▶ **EXERCISE**
A single figure is required: the number of lines in the listing below containing the word "StateSnapshot".

(PROVIDED MATERIAL Opens)

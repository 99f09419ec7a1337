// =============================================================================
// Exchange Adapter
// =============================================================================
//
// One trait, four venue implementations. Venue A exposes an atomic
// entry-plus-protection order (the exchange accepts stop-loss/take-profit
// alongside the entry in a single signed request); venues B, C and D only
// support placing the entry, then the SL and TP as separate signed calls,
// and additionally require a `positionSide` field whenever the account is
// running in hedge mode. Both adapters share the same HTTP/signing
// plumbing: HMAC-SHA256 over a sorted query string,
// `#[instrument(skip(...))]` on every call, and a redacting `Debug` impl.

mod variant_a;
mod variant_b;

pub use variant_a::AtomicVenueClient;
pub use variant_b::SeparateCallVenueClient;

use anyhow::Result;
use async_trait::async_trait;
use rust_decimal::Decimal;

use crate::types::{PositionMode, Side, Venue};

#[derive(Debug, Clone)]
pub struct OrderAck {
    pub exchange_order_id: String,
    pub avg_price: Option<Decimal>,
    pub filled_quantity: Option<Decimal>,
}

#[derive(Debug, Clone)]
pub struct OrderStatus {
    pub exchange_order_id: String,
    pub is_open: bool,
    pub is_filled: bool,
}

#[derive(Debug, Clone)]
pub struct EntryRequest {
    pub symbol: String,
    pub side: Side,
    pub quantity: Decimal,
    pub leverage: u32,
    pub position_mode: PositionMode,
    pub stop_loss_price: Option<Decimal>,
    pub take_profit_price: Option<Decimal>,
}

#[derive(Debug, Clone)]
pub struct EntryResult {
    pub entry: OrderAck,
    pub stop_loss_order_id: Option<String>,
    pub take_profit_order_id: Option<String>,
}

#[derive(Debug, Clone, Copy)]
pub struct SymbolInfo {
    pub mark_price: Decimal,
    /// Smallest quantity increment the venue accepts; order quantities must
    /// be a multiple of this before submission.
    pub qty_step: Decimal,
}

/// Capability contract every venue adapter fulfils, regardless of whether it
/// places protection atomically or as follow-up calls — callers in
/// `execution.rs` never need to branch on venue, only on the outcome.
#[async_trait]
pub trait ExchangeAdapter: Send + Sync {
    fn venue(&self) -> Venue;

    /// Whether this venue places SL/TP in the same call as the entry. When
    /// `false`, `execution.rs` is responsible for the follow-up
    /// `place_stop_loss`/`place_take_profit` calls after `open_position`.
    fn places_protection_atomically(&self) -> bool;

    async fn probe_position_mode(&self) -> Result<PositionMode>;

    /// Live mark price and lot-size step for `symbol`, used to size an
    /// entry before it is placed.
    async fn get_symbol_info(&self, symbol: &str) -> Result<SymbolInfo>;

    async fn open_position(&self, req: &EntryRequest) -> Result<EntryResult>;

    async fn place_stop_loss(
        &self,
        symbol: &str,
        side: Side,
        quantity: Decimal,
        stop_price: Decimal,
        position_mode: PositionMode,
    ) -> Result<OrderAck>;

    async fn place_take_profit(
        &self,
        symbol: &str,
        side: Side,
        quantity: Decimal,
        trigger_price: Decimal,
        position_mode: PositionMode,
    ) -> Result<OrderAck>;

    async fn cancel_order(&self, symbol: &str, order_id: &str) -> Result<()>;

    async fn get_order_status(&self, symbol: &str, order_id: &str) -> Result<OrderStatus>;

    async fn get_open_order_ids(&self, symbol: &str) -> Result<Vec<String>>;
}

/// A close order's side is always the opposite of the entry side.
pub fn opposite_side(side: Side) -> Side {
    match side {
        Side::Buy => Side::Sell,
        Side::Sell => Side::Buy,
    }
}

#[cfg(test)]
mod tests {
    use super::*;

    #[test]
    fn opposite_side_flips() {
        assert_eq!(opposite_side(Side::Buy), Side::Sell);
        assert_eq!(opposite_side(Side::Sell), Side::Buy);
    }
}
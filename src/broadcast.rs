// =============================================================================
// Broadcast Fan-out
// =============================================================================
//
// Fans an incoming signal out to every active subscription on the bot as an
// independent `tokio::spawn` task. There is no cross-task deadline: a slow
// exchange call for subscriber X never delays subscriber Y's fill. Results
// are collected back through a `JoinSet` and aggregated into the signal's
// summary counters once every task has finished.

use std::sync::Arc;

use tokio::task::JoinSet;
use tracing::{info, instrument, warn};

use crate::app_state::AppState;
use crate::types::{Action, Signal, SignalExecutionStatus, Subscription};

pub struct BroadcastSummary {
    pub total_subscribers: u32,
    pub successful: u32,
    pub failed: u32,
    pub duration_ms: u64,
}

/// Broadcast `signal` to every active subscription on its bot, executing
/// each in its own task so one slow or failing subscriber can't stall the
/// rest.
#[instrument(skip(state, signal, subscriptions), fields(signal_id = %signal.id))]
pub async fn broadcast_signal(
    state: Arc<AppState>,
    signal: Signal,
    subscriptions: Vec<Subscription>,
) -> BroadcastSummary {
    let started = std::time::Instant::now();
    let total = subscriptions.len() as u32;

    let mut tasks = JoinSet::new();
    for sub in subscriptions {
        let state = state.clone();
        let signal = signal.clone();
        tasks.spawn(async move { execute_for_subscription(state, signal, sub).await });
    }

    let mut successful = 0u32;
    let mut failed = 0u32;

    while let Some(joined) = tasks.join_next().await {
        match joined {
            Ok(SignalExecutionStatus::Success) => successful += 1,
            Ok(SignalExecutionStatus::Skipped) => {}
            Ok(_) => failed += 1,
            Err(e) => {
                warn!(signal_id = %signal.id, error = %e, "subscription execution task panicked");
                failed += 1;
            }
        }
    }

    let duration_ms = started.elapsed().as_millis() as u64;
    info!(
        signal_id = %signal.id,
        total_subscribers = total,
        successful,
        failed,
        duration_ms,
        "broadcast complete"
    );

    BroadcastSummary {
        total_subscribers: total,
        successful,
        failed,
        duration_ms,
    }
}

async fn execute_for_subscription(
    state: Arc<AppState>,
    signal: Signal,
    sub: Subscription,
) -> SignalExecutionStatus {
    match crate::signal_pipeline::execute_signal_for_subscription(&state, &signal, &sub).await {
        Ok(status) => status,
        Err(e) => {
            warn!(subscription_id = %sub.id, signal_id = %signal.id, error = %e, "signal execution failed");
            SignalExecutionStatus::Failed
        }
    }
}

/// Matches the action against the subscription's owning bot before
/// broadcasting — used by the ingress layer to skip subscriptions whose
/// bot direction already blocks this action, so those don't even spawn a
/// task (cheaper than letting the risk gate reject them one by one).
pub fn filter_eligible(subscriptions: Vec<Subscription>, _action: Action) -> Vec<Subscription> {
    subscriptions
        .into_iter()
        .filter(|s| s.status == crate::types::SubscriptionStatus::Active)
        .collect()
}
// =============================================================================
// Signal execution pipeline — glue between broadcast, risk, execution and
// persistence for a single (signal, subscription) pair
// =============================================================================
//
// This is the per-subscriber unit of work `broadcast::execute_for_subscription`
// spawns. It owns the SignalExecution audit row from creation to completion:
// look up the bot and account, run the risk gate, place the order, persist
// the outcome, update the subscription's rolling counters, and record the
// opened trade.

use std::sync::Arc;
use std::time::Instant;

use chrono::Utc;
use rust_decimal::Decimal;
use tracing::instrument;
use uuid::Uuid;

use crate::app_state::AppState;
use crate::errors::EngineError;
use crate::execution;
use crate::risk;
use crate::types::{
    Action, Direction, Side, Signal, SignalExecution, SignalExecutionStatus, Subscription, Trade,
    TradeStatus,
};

(PROVIDED MATERIAL Closes)
(PROVIDED MATERIAL Opens)

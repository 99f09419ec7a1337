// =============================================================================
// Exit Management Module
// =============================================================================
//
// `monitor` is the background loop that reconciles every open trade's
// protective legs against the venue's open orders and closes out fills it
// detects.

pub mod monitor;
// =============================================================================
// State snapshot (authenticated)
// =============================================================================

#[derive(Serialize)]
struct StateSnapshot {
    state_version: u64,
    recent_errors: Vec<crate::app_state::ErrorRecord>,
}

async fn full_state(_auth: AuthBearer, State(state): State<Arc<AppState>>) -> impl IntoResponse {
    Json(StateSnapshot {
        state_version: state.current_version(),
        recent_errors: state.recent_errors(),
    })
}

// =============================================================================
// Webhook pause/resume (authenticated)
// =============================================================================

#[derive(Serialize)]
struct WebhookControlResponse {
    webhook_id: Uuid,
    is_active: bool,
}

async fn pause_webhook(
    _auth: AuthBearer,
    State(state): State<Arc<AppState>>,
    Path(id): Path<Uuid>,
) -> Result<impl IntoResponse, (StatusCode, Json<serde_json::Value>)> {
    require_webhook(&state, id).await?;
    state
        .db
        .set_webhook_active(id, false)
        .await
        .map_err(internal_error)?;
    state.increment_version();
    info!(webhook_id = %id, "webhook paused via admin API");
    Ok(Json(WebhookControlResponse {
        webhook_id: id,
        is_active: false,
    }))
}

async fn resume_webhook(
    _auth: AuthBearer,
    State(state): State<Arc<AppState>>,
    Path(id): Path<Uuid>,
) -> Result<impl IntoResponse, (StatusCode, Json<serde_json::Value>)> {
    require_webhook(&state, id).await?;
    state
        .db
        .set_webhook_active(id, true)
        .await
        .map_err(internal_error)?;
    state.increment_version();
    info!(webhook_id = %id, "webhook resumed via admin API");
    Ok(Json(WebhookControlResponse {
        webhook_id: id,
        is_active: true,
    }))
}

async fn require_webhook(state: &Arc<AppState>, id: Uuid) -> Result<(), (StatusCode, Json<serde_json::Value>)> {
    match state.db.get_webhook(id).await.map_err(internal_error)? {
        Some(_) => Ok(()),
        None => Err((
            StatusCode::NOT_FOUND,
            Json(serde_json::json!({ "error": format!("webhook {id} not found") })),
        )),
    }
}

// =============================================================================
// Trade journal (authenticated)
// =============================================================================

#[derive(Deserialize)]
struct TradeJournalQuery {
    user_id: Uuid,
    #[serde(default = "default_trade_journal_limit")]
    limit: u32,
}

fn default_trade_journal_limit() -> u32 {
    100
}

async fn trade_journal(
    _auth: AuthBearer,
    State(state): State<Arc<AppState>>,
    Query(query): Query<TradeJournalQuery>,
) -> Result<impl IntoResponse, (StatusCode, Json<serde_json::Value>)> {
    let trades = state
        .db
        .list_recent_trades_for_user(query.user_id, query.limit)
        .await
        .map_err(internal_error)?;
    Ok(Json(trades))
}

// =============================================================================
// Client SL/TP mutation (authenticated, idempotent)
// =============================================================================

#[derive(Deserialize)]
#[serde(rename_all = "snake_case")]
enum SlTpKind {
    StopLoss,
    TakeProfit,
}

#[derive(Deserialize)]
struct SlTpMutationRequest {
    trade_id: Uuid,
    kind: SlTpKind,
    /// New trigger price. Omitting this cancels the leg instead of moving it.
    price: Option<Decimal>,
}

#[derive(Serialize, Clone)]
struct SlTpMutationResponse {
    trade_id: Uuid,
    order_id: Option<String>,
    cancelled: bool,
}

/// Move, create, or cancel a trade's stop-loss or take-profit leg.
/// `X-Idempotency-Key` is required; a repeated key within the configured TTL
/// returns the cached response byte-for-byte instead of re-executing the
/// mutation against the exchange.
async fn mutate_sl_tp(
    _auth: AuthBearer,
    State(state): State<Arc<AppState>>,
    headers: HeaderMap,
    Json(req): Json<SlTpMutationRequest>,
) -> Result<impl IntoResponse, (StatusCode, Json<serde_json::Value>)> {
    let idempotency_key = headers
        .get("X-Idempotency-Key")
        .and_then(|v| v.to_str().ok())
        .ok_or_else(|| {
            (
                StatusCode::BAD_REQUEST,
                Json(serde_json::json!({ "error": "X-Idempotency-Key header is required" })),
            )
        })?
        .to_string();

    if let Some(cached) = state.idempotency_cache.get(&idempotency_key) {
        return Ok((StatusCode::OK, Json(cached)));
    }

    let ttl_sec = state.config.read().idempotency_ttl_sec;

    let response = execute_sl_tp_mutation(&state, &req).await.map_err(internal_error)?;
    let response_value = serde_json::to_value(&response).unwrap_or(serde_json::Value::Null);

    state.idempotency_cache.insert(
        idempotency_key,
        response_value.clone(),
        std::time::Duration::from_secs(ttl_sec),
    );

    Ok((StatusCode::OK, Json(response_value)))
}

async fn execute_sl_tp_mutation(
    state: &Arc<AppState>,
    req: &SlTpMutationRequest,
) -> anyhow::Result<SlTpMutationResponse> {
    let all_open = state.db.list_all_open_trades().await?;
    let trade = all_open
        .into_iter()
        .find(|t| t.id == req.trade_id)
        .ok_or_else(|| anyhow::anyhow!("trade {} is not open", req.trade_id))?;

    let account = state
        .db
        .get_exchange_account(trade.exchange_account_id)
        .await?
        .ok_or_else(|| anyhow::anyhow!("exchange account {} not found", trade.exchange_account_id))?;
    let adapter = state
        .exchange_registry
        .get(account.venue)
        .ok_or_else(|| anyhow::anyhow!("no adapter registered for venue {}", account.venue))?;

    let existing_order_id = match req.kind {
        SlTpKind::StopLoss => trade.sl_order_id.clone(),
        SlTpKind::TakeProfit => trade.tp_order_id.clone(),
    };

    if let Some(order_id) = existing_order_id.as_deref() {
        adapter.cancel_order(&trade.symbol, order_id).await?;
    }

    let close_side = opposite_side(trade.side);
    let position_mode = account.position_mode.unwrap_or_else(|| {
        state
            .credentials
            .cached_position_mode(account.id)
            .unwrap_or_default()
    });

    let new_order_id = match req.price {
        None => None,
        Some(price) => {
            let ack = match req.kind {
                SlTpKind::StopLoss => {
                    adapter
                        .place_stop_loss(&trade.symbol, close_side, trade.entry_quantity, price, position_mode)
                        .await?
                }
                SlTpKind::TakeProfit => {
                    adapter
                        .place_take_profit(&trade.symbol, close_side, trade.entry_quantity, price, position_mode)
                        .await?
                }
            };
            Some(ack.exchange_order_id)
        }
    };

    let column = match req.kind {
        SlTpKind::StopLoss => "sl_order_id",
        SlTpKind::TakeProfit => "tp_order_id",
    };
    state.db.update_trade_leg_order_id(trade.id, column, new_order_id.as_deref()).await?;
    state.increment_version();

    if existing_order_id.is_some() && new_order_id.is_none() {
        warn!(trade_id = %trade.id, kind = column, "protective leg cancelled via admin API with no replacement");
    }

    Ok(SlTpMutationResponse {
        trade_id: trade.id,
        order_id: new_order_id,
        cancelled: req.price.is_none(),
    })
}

(PROVIDED MATERIAL Closes)
(PROVIDED MATERIAL Opens)

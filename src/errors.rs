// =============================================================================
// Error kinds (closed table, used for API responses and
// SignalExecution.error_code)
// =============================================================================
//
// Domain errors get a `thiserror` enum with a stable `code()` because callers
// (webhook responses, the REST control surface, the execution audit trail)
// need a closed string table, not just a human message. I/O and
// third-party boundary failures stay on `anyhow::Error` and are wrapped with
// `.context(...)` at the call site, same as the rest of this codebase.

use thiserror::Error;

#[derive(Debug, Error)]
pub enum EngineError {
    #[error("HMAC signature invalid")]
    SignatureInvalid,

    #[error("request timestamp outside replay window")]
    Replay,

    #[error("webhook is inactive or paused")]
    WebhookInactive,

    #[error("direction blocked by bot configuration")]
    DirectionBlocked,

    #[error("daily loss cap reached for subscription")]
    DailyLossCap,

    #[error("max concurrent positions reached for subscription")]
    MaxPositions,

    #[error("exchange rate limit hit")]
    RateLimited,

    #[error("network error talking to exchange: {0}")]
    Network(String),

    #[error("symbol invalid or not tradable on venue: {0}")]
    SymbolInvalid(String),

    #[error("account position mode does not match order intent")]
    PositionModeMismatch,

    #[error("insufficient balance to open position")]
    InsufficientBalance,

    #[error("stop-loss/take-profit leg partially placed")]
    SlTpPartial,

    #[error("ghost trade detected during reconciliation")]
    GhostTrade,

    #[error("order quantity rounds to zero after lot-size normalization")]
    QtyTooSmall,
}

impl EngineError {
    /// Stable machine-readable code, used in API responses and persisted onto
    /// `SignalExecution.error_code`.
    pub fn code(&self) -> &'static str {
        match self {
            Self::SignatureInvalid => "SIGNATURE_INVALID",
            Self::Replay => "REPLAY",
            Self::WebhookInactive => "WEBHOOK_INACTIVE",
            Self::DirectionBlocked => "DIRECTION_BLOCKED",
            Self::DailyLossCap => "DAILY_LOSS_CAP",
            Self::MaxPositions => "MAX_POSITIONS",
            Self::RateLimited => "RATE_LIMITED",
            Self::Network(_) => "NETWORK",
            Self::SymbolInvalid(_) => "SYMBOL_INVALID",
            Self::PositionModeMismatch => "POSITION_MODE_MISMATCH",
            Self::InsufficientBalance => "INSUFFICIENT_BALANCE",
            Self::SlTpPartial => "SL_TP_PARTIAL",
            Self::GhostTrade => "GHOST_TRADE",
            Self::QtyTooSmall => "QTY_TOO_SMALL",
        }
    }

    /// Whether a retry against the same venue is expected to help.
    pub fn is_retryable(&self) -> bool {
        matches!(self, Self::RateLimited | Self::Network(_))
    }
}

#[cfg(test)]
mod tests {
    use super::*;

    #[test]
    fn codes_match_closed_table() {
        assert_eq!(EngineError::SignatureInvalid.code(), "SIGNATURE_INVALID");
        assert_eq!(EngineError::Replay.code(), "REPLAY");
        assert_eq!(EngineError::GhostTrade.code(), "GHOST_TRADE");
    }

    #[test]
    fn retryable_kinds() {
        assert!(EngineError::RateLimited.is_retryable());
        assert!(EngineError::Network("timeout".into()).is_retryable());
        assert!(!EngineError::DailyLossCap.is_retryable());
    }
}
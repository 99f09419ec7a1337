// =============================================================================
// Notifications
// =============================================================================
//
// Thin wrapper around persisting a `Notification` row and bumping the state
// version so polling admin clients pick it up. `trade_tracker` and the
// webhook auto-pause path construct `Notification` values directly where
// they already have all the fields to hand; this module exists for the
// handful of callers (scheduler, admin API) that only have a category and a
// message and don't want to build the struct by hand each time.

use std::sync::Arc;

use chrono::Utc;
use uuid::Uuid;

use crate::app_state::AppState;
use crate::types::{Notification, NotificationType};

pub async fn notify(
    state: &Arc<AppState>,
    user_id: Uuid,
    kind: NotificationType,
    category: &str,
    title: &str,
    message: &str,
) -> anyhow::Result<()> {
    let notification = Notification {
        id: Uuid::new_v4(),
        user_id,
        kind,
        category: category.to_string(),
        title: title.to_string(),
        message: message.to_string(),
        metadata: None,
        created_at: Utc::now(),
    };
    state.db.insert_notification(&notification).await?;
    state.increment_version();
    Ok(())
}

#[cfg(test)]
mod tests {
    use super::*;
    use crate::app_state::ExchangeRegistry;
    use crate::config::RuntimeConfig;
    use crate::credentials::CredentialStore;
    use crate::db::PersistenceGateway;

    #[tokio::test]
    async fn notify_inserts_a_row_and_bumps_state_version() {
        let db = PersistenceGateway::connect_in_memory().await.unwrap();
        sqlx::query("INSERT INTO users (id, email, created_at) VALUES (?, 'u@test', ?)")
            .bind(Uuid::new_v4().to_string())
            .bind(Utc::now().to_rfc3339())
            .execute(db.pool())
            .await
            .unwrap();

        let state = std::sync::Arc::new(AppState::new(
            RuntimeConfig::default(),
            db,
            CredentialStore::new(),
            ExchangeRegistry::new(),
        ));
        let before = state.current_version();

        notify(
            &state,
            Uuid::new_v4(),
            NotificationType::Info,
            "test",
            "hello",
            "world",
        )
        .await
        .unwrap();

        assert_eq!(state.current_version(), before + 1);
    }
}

(PROVIDED MATERIAL Closes)

▶ **EXERCISE ANSWER**
2